Task instructions
Wherever the line with "whether it may" sits in the listing below, transcribe from it up to and including the line with "the project root", exactly, and leave the remaining lines out.

Information given

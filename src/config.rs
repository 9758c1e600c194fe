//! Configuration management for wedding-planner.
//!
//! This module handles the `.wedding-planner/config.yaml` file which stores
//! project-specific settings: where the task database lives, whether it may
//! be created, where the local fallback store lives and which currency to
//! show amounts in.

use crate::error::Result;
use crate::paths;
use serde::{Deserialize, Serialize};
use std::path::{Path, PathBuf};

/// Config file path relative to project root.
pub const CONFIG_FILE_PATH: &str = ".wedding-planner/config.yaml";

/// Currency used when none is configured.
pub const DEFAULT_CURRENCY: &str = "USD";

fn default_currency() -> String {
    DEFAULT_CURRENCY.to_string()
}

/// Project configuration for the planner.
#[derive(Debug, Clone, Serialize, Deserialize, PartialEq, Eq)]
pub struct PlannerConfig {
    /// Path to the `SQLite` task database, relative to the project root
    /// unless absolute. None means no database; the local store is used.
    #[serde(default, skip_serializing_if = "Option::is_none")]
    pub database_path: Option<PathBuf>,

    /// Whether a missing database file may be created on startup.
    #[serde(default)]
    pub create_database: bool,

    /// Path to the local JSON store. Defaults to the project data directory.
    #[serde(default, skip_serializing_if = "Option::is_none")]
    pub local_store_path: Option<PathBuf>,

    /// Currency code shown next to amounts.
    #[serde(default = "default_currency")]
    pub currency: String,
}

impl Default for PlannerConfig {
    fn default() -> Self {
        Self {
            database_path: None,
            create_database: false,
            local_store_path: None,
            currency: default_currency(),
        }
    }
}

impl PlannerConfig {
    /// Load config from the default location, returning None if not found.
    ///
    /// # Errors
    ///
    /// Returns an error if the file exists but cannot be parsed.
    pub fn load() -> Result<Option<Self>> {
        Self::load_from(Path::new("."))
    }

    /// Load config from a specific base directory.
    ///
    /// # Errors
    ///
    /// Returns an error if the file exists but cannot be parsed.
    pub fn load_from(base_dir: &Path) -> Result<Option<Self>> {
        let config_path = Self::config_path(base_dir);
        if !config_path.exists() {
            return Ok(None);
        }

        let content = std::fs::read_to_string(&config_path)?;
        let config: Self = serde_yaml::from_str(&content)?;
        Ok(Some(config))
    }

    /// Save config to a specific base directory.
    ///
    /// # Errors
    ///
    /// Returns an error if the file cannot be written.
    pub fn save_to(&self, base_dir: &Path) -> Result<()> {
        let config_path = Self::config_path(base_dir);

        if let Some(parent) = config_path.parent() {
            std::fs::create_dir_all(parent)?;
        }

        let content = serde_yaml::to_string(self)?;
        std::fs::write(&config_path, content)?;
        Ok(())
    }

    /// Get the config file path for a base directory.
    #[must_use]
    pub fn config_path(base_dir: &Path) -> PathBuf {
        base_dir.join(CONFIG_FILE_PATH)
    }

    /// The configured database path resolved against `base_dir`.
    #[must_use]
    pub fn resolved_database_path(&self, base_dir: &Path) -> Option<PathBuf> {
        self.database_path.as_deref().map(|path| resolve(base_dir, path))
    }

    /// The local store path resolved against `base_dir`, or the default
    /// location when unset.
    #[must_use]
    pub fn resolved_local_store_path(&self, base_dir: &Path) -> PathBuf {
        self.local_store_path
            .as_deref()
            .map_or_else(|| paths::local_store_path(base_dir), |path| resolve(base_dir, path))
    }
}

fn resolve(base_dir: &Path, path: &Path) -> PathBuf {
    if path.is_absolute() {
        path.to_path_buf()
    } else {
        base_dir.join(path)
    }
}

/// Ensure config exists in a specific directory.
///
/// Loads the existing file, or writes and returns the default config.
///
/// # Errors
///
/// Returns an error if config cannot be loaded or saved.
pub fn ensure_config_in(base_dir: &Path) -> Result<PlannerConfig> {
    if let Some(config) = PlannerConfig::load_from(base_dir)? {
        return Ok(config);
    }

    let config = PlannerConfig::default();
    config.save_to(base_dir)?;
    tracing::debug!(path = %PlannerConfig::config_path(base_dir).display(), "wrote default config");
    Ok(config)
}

Solution to this exercise
//! project-specific settings: where the task database lives, whether it may
//! be created, where the local fallback store lives and which currency to
//! show amounts in.

use crate::error::Result;
use crate::paths;
use serde::{Deserialize, Serialize};
use std::path::{Path, PathBuf};

/// Config file path relative to project root.
pub const CONFIG_FILE_PATH: &str = ".wedding-planner/config.yaml";

/// Currency used when none is configured.
pub const DEFAULT_CURRENCY: &str = "USD";

fn default_currency() -> String {
    DEFAULT_CURRENCY.to_string()
}

/// Project configuration for the planner.
#[derive(Debug, Clone, Serialize, Deserialize, PartialEq, Eq)]
pub struct PlannerConfig {
    /// Path to the `SQLite` task database, relative to the project root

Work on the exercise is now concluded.